Lots of the work I do involves making connections to faculty as they kick around ideas related to digital pedagogies or information literacy. Sometimes that’s just helping them find a tool or some content that will work for what they want to do in their classroom. Sometimes that’s delivering a synchronous webinar after hours to teach online students about research. But sometimes these connections result in bringing together a team of people, including Molly Keener and legal counsel, to update the university’s copyright policy, devise a system for fair use evaluations, and create a workaround for our lack of a streaming media service using the tools already at our disposal, Apollo 13-style. (More on that later, probably, but suffice it to say that Molly Keener is a steely-eyed missile (wo)man.)
What I’m getting at is that my work, and the work of many of us in ZSR, finds adjacencies to the work of various units on campus, such as the Teaching & Learning Center, Information Systems, and Online Education, to name a few. But far too often, I think, we tend to operate in our own little silos, unaware of how the work these other units are doing might overlap with our own.

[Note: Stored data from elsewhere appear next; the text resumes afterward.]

use std::error;
use std::fmt;
use std::io;
use std::result;

/// Everything a key binding can trigger.
#[derive(Debug, Clone, Copy, PartialEq, Eq)]
pub enum Cmd {
    Noop,
    NextDay,
    PrevDay,
    NextWeek,
    PrevWeek,
    NextMonth,
    PrevMonth,
    Today,
    NextNote,
    PrevNote,
    RemoveNote,
    EnterInsert,
    Exit,
}

pub type CmdResult = result::Result<Cmd, CmdError>;

#[derive(Debug, Clone)]
pub struct CmdError {
    message: Option<String>,
    kind: io::ErrorKind,
}

impl Default for CmdError {
    fn default() -> Self {
        CmdError {
            message: None,
            kind: io::ErrorKind::Other,
        }
    }
}

impl CmdError {
    pub fn new(message: String) -> Self {
        CmdError {
            message: Some(message),
            kind: io::ErrorKind::Other,
        }
    }
}

impl fmt::Display for CmdError {
    fn fmt(&self, f: &mut fmt::Formatter<'_>) -> fmt::Result {
        write!(
            f,
            "{}: {:#?}",
            self.message
                .as_ref()
                .unwrap_or(&"Error executing command".to_owned()),
            self.kind
        )
    }
}

impl error::Error for CmdError {
    fn source(&self) -> Option<&(dyn error::Error + 'static)> {
        None
    }
}

impl From<CmdError> for io::Error {
    fn from(error: CmdError) -> Self {
        io::Error::from(error.kind)
    }
}
use chrono::{Datelike, NaiveDate};
use std::fmt::{self, Display, Write};
use unsegen::base::*;
use unsegen::widget::*;

use super::Theme;
use crate::calendar::MonthRef;
use crate::context::Context;
use crate::grid::{GridCell, WEEK_COLUMNS};

struct DayCell<'a> {
    cell: &'a GridCell,
    is_today: bool,
    theme: &'a Theme,
}

impl DayCell<'_> {
    const CELL_WIDTH: usize = 4;
}

impl Display for DayCell<'_> {
    fn fmt(&self, f: &mut fmt::Formatter<'_>) -> fmt::Result {
        let arg_today = if self.is_today {
            self.theme.today_day_char.unwrap_or(' ')
        } else {
            ' '
        };

        let arg_focus = if self.cell.selected {
            self.theme.focus_day_char.unwrap_or(' ')
        } else {
            ' '
        };

        write!(f, "{}{}{:>2}", arg_today, arg_focus, self.cell.date.day())
    }
}

/// The shown month as a grid of day cells, one line per week.
///
/// Leading and trailing cells are real dates of the adjacent months and
/// stay pickable, unlike the in-month cells they are drawn dimmed.
pub struct MonthPane<'a> {
    month: MonthRef,
    cells: Vec<GridCell>,
    today: NaiveDate,
    theme: &'a Theme,
}

impl<'a> MonthPane<'a> {
    const MAX_WEEK_ROWS: usize = 6;
    const HEADER_ROWS: usize = 2;

    const HEADER: &'static [&'static str] = &["Mon", "Tue", "Wed", "Thu", "Fri", "Sat", "Sun"];

    pub fn new(context: &'a Context, theme: &'a Theme) -> Self {
        MonthPane {
            month: context.shown_month(),
            cells: context.grid(),
            today: context.today(),
            theme,
        }
    }
}

impl Widget for MonthPane<'_> {
    fn space_demand(&self) -> Demand2D {
        Demand2D {
            width: ColDemand::exact(WEEK_COLUMNS * DayCell::CELL_WIDTH),
            height: RowDemand::exact(Self::HEADER_ROWS + Self::MAX_WEEK_ROWS),
        }
    }

    fn draw(&self, mut window: Window, _hints: RenderingHints) {
        let width = WEEK_COLUMNS * DayCell::CELL_WIDTH;
        let mut cursor = Cursor::new(&mut window).wrapping_mode(WrappingMode::Wrap);

        cursor.set_style_modifier(self.theme.month_header_style);
        writeln!(&mut cursor, "{:^width$}", self.month.to_string(), width = width).unwrap();

        cursor.set_style_modifier(self.theme.weekday_header_style);
        for &head in Self::HEADER {
            write!(
                &mut cursor,
                "{:>width$}",
                head,
                width = DayCell::CELL_WIDTH
            )
            .unwrap();
        }
        writeln!(&mut cursor).unwrap();

        for week in self.cells.chunks(WEEK_COLUMNS) {
            for cell in week {
                let style = if cell.selected {
                    self.theme.focus_day_style
                } else if !cell.in_month {
                    self.theme.adjacent_day_style
                } else {
                    self.theme.day_style
                };

                cursor.set_style_modifier(style);
                write!(
                    &mut cursor,
                    "{}",
                    DayCell {
                        cell,
                        is_today: cell.date == self.today,
                        theme: self.theme,
                    }
                )
                .unwrap();
            }

            cursor.set_style_modifier(StyleModifier::default());
            writeln!(&mut cursor).unwrap();
        }
    }
}
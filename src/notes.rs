use chrono::NaiveDate;
use uuid::Uuid;

/// Stable identifier of a note, unique per note for its whole lifetime.
pub type NoteId = Uuid;

/// A free-text entry bound to exactly one calendar day.
#[derive(Debug, Clone, PartialEq, Eq)]
pub struct Note {
    id: NoteId,
    description: String,
    date: NaiveDate,
}

impl Note {
    pub fn id(&self) -> NoteId {
        self.id
    }

    pub fn description(&self) -> &str {
        &self.description
    }

    pub fn date(&self) -> NaiveDate {
        self.date
    }
}

/// All notes of the picker, in insertion order.
///
/// Display order is reverse insertion order; the ids carry no ordering.
#[derive(Default)]
pub struct NoteStore {
    notes: Vec<Note>,
}

impl NoteStore {
    pub fn new() -> Self {
        NoteStore::default()
    }

    /// Appends a note for `date` and returns its fresh id.
    ///
    /// A description that is empty after trimming is silently dropped and
    /// `None` is returned, mirroring a submit action that does nothing.
    pub fn add(&mut self, description: &str, date: NaiveDate) -> Option<NoteId> {
        let description = description.trim();
        if description.is_empty() {
            return None;
        }

        let id = Uuid::new_v4();
        self.notes.push(Note {
            id,
            description: description.to_owned(),
            date,
        });

        Some(id)
    }

    /// Removes the note with `id`. Unknown ids are a no-op.
    pub fn remove(&mut self, id: NoteId) {
        self.notes.retain(|note| note.id != id);
    }

    /// All notes whose date equals `date`, most recently added first.
    pub fn notes_of_day<'a>(&'a self, date: &NaiveDate) -> impl Iterator<Item = &'a Note> {
        let date = *date;
        self.notes.iter().rev().filter(move |note| note.date == date)
    }
}

#[cfg(test)]
mod tests {
    use super::*;

    fn date(year: i32, month: u32, day: u32) -> NaiveDate {
        NaiveDate::from_ymd_opt(year, month, day).unwrap()
    }

    #[test]
    fn blank_descriptions_are_dropped() {
        let mut store = NoteStore::new();

        assert_eq!(store.add("", date(2024, 3, 5)), None);
        assert_eq!(store.add("  \t ", date(2024, 3, 5)), None);
        assert_eq!(store.notes_of_day(&date(2024, 3, 5)).count(), 0);
    }

    #[test]
    fn descriptions_are_stored_trimmed() {
        let mut store = NoteStore::new();
        store.add("  Buy milk  ", date(2024, 3, 5)).unwrap();

        let note = store.notes_of_day(&date(2024, 3, 5)).next().unwrap();
        assert_eq!(note.description(), "Buy milk");
    }

    #[test]
    fn most_recently_added_listed_first() {
        let mut store = NoteStore::new();
        store.add("Buy milk", date(2024, 3, 5)).unwrap();
        store.add("Call mom", date(2024, 3, 5)).unwrap();

        let descriptions: Vec<_> = store
            .notes_of_day(&date(2024, 3, 5))
            .map(Note::description)
            .collect();

        assert_eq!(descriptions, ["Call mom", "Buy milk"]);
    }

    #[test]
    fn notes_are_partitioned_by_day() {
        let mut store = NoteStore::new();
        store.add("Buy milk", date(2024, 3, 5)).unwrap();
        store.add("Dentist", date(2024, 3, 6)).unwrap();

        let descriptions: Vec<_> = store
            .notes_of_day(&date(2024, 3, 6))
            .map(Note::description)
            .collect();

        assert_eq!(descriptions, ["Dentist"]);
    }

    #[test]
    fn remove_deletes_exactly_one_note() {
        let mut store = NoteStore::new();
        let keep = store.add("Buy milk", date(2024, 3, 5)).unwrap();
        let gone = store.add("Call mom", date(2024, 3, 5)).unwrap();

        store.remove(gone);

        let ids: Vec<_> = store.notes_of_day(&date(2024, 3, 5)).map(Note::id).collect();
        assert_eq!(ids, [keep]);
    }

    #[test]
    fn removing_an_unknown_id_is_a_noop() {
        let mut store = NoteStore::new();
        store.add("Buy milk", date(2024, 3, 5)).unwrap();

        store.remove(Uuid::new_v4());

        assert_eq!(store.notes_of_day(&date(2024, 3, 5)).count(), 1);
    }
}
use chrono::{Datelike, Month, NaiveDate};
use num_traits::FromPrimitive;
use std::fmt;

/// Number of days in `month` of `year`, leap years included.
pub fn days_of_month(month: &Month, year: i32) -> u32 {
    if month.number_from_month() == 12 {
        NaiveDate::from_ymd_opt(year + 1, 1, 1)
    } else {
        NaiveDate::from_ymd_opt(year, month.number_from_month() + 1, 1)
    }
    .unwrap()
    .signed_duration_since(NaiveDate::from_ymd_opt(year, month.number_from_month(), 1).unwrap())
    .num_days() as u32
}

/// A calendar month of a specific year, with no day component.
#[derive(Debug, Clone, Copy, PartialEq, Eq)]
pub struct MonthRef {
    month: Month,
    year: i32,
}

impl MonthRef {
    pub fn new(month: Month, year: i32) -> Self {
        MonthRef { month, year }
    }

    pub fn month(&self) -> Month {
        self.month
    }

    pub fn year(&self) -> i32 {
        self.year
    }

    pub fn first_day(&self) -> NaiveDate {
        NaiveDate::from_ymd_opt(self.year, self.month.number_from_month(), 1).unwrap()
    }

    pub fn num_days(&self) -> u32 {
        days_of_month(&self.month, self.year)
    }

    pub fn contains(&self, date: &NaiveDate) -> bool {
        date.year() == self.year && date.month() == self.month.number_from_month()
    }

    /// Shifts by `delta` months, carrying over year boundaries in either
    /// direction. Not bounded; any delta is valid.
    pub fn offset(self, delta: i32) -> Self {
        let months = self.year * 12 + self.month.number_from_month() as i32 - 1 + delta;

        MonthRef {
            month: Month::from_u32(months.rem_euclid(12) as u32 + 1).unwrap(),
            year: months.div_euclid(12),
        }
    }
}

impl<T: Datelike> From<T> for MonthRef {
    fn from(d: T) -> Self {
        MonthRef::new(Month::from_u32(d.month()).unwrap(), d.year())
    }
}

impl fmt::Display for MonthRef {
    fn fmt(&self, f: &mut fmt::Formatter<'_>) -> fmt::Result {
        write!(f, "{} {}", self.month.name(), self.year)
    }
}

/// The month currently shown in the grid.
///
/// Deliberately separate from the selected date: browsing months does not
/// move the selection, only which month's cells are rendered.
pub struct MonthCursor {
    shown: MonthRef,
}

impl MonthCursor {
    pub fn new(selected: NaiveDate) -> Self {
        MonthCursor {
            shown: selected.into(),
        }
    }

    pub fn shown(&self) -> MonthRef {
        self.shown
    }

    pub fn navigate(&mut self, delta: i32) {
        self.shown = self.shown.offset(delta);
    }

    pub fn reset_to_selection(&mut self, selected: NaiveDate) {
        self.shown = selected.into();
    }
}

#[cfg(test)]
mod tests {
    use super::*;

    #[test]
    fn month_lengths() {
        assert_eq!(days_of_month(&Month::January, 2022), 31);
        assert_eq!(days_of_month(&Month::April, 2022), 30);
        assert_eq!(days_of_month(&Month::December, 2022), 31);
        assert_eq!(days_of_month(&Month::February, 2023), 28);
        assert_eq!(days_of_month(&Month::February, 2024), 29);
        assert_eq!(days_of_month(&Month::February, 1900), 28);
        assert_eq!(days_of_month(&Month::February, 2000), 29);
    }

    #[test]
    fn offset_carries_years() {
        let jan = MonthRef::new(Month::January, 2024);

        assert_eq!(jan.offset(1), MonthRef::new(Month::February, 2024));
        assert_eq!(jan.offset(-1), MonthRef::new(Month::December, 2023));
        assert_eq!(jan.offset(12), MonthRef::new(Month::January, 2025));
        assert_eq!(jan.offset(25), MonthRef::new(Month::February, 2026));
        assert_eq!(jan.offset(-13), MonthRef::new(Month::December, 2022));
        assert_eq!(jan.offset(-240), MonthRef::new(Month::January, 2004));
    }

    #[test]
    fn twelve_single_steps_make_a_year() {
        let mut cursor = MonthCursor::new(NaiveDate::from_ymd_opt(2024, 1, 15).unwrap());

        for _ in 0..12 {
            cursor.navigate(1);
        }

        assert_eq!(cursor.shown(), MonthRef::new(Month::January, 2025));
    }

    #[test]
    fn reset_follows_the_selection() {
        let mut cursor = MonthCursor::new(NaiveDate::from_ymd_opt(2024, 1, 15).unwrap());
        cursor.navigate(-7);

        cursor.reset_to_selection(NaiveDate::from_ymd_opt(2022, 10, 31).unwrap());

        assert_eq!(cursor.shown(), MonthRef::new(Month::October, 2022));
    }

    #[test]
    fn from_datelike_drops_the_day() {
        let month: MonthRef = NaiveDate::from_ymd_opt(2026, 8, 7).unwrap().into();
        assert_eq!(month, MonthRef::new(Month::August, 2026));
        assert!(month.contains(&NaiveDate::from_ymd_opt(2026, 8, 1).unwrap()));
        assert!(!month.contains(&NaiveDate::from_ymd_opt(2026, 7, 31).unwrap()));
    }
}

So I was pretty thrilled to find there was a thread running through TILC and LOEX that spoke to dismantling those silos and building more meaningful and mutually beneficial relationships with (specifically) centers for teaching excellence. One session in particular highlighted how libraries and campus partners can both “buy” and “sell” resources, personnel, services, and spaces in our shared mission of supporting the teaching and learning missions of our institutions. The presenters–a librarian and a director for the CTE at Indiana University of Pennsylvania–discussed how they’ve shared each other’s assets to their mutual benefit: co-marketing events, providing classroom spaces, and promoting services, collections, and expertise. For example, the library has used LibGuides to help the CTE organize handouts and workshop materials, and the CTE regularly sponsors faculty lunches in the library in which librarians facilitate workshops on information literacy or using library resources in their classes. A win for the library, a win for the CTE, and a win for the faculty.
I’d be remiss if I didn’t congratulate Amanda on not one, but two stellar presentations during this whirlwind week. Our talk at LOEX about our LIB100 course redesign was well attended and lots of fun, and her lightning talk at TILC about using learner personas to design instruction was the best of all of them.